- What you need to do
Where a line below holds the string "printed", copy that line.
□ □ □ □ □
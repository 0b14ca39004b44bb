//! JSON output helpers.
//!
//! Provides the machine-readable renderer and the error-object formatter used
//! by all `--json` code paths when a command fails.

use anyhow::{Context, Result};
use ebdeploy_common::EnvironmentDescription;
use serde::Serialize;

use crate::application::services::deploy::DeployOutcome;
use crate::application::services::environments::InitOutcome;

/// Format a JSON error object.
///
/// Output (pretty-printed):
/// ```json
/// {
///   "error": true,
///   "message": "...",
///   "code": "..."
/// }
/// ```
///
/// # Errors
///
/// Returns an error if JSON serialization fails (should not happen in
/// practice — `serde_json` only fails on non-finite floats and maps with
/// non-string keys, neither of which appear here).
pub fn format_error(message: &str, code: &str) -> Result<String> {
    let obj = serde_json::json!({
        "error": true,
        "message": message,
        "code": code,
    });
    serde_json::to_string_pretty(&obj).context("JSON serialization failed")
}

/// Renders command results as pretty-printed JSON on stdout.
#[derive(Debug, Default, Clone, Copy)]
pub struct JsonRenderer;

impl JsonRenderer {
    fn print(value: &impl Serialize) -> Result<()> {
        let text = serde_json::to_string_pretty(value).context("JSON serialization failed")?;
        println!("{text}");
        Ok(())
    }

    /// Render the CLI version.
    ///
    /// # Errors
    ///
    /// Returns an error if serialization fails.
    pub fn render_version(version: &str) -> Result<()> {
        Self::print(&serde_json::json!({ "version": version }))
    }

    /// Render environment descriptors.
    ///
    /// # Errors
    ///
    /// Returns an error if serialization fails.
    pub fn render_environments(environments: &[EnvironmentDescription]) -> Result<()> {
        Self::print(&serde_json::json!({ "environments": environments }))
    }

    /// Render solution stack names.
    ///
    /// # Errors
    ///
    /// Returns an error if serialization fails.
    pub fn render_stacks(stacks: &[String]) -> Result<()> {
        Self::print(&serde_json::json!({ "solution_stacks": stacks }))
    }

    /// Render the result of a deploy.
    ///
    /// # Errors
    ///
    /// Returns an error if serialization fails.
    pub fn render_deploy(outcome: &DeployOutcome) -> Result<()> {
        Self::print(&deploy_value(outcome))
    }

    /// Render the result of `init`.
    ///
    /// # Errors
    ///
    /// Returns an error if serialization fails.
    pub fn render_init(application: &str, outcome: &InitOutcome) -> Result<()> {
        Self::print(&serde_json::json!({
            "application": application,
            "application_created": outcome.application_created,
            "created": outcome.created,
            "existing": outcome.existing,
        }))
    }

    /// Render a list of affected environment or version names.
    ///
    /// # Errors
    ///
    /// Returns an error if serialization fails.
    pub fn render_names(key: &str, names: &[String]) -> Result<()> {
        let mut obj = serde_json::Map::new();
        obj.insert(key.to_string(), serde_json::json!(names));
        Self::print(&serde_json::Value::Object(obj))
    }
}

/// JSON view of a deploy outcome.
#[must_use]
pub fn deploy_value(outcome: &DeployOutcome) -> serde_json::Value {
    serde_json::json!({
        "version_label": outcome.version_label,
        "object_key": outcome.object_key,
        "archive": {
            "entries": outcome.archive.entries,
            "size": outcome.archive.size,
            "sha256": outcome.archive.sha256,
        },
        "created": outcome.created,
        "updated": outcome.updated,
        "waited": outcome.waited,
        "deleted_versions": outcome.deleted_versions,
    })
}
□ □ □ □ □
- Response box
/// Output (pretty-printed):
/// Renders command results as pretty-printed JSON on stdout.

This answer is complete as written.